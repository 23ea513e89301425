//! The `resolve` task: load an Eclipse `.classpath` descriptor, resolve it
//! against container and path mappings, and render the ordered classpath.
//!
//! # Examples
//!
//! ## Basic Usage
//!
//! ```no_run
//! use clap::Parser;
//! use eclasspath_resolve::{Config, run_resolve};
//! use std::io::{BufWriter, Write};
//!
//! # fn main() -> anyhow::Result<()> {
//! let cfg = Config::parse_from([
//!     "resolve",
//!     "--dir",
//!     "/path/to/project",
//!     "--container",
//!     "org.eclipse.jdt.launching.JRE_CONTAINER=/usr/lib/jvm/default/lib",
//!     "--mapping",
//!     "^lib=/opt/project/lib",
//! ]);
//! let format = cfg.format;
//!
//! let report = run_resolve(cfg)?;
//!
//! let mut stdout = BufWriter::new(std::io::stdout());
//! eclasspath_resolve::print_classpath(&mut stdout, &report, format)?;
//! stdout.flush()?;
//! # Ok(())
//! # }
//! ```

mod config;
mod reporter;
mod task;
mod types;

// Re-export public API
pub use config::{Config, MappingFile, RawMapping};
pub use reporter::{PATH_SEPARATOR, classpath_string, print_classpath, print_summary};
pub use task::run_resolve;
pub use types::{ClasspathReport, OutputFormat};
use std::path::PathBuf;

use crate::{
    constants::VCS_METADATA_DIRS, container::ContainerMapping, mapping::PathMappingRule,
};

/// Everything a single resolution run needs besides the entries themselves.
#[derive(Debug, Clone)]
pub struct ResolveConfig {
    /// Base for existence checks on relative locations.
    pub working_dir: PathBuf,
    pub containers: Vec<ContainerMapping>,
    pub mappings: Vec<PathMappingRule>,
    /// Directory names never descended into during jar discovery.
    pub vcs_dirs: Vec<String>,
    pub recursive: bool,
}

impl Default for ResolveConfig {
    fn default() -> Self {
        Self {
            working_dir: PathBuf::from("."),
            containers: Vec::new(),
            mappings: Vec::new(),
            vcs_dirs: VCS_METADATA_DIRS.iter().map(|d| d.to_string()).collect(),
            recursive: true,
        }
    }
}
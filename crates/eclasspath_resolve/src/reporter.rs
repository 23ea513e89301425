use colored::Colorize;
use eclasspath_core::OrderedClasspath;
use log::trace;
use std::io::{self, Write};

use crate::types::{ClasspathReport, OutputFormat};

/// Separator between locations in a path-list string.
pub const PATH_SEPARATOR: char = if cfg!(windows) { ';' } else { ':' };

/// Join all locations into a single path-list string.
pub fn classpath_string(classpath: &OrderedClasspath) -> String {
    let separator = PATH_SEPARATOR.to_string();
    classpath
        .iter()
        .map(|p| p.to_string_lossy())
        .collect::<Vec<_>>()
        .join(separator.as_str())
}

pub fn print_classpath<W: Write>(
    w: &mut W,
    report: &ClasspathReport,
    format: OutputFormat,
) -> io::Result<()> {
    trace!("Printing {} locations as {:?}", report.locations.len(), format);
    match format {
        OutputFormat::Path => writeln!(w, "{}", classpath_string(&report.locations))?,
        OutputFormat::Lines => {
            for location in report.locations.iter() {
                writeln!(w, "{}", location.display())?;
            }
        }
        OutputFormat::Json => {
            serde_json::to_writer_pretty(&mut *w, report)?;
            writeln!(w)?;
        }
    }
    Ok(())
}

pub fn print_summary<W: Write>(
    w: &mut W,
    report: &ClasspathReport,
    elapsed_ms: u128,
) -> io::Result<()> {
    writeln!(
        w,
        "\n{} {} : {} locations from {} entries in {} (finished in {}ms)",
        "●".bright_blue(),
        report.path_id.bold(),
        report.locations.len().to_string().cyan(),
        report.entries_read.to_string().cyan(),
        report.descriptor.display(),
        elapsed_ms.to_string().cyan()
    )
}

_ _ _

Copy out the entire listing above exactly.

◆ **Result of the exercise**:
repository 23ea513e89301425
//! The `resolve` task: load an Eclipse `.classpath` descriptor, resolve it
//! against container and path mappings, and render the ordered classpath.
//!
//! # Examples
//!
//! ## Basic Usage
//!
//! ```no_run
//! use clap::Parser;
//! use eclasspath_resolve::{Config, run_resolve};
//! use std::io::{BufWriter, Write};
//!
//! # fn main() -> anyhow::Result<()> {
//! let cfg = Config::parse_from([
//!     "resolve",
//!     "--dir",
//!     "/path/to/project",
//!     "--container",
//!     "org.eclipse.jdt.launching.JRE_CONTAINER=/usr/lib/jvm/default/lib",
//!     "--mapping",
//!     "^lib=/opt/project/lib",
//! ]);
//! let format = cfg.format;
//!
//! let report = run_resolve(cfg)?;
//!
//! let mut stdout = BufWriter::new(std::io::stdout());
//! eclasspath_resolve::print_classpath(&mut stdout, &report, format)?;
//! stdout.flush()?;
//! # Ok(())
//! # }
//! ```

mod config;
mod reporter;
mod task;
mod types;

// Re-export public API
pub use config::{Config, MappingFile, RawMapping};
pub use reporter::{PATH_SEPARATOR, classpath_string, print_classpath, print_summary};
pub use task::run_resolve;
pub use types::{ClasspathReport, OutputFormat};
use std::path::PathBuf;

use crate::{
    constants::VCS_METADATA_DIRS, container::ContainerMapping, mapping::PathMappingRule,
};

/// Everything a single resolution run needs besides the entries themselves.
#[derive(Debug, Clone)]
pub struct ResolveConfig {
    /// Base for existence checks on relative locations.
    pub working_dir: PathBuf,
    pub containers: Vec<ContainerMapping>,
    pub mappings: Vec<PathMappingRule>,
    /// Directory names never descended into during jar discovery.
    pub vcs_dirs: Vec<String>,
    pub recursive: bool,
}

impl Default for ResolveConfig {
    fn default() -> Self {
        Self {
            working_dir: PathBuf::from("."),
            containers: Vec::new(),
            mappings: Vec::new(),
            vcs_dirs: VCS_METADATA_DIRS.iter().map(|d| d.to_string()).collect(),
            recursive: true,
        }
    }
}
filename crates/eclasspath_resolve/src/reporter.rs
repository 23ea513e89301425
use colored::Colorize;
use eclasspath_core::OrderedClasspath;
use log::trace;
use std::io::{self, Write};

use crate::types::{ClasspathReport, OutputFormat};

/// Separator between locations in a path-list string.
pub const PATH_SEPARATOR: char = if cfg!(windows) { ';' } else { ':' };

/// Join all locations into a single path-list string.
pub fn classpath_string(classpath: &OrderedClasspath) -> String {
    let separator = PATH_SEPARATOR.to_string();
    classpath
        .iter()
        .map(|p| p.to_string_lossy())
        .collect::<Vec<_>>()
        .join(separator.as_str())
}

pub fn print_classpath<W: Write>(
    w: &mut W,
    report: &ClasspathReport,
    format: OutputFormat,
) -> io::Result<()> {
    trace!("Printing {} locations as {:?}", report.locations.len(), format);
    match format {
        OutputFormat::Path => writeln!(w, "{}", classpath_string(&report.locations))?,
        OutputFormat::Lines => {
            for location in report.locations.iter() {
                writeln!(w, "{}", location.display())?;
            }
        }
        OutputFormat::Json => {
            serde_json::to_writer_pretty(&mut *w, report)?;
            writeln!(w)?;
        }
    }
    Ok(())
}

pub fn print_summary<W: Write>(
    w: &mut W,
    report: &ClasspathReport,
    elapsed_ms: u128,
) -> io::Result<()> {
    writeln!(
        w,
        "\n{} {} : {} locations from {} entries in {} (finished in {}ms)",
        "●".bright_blue(),
        report.path_id.bold(),
        report.locations.len().to_string().cyan(),
        report.entries_read.to_string().cyan(),
        report.descriptor.display(),
        elapsed_ms.to_string().cyan()
    )
}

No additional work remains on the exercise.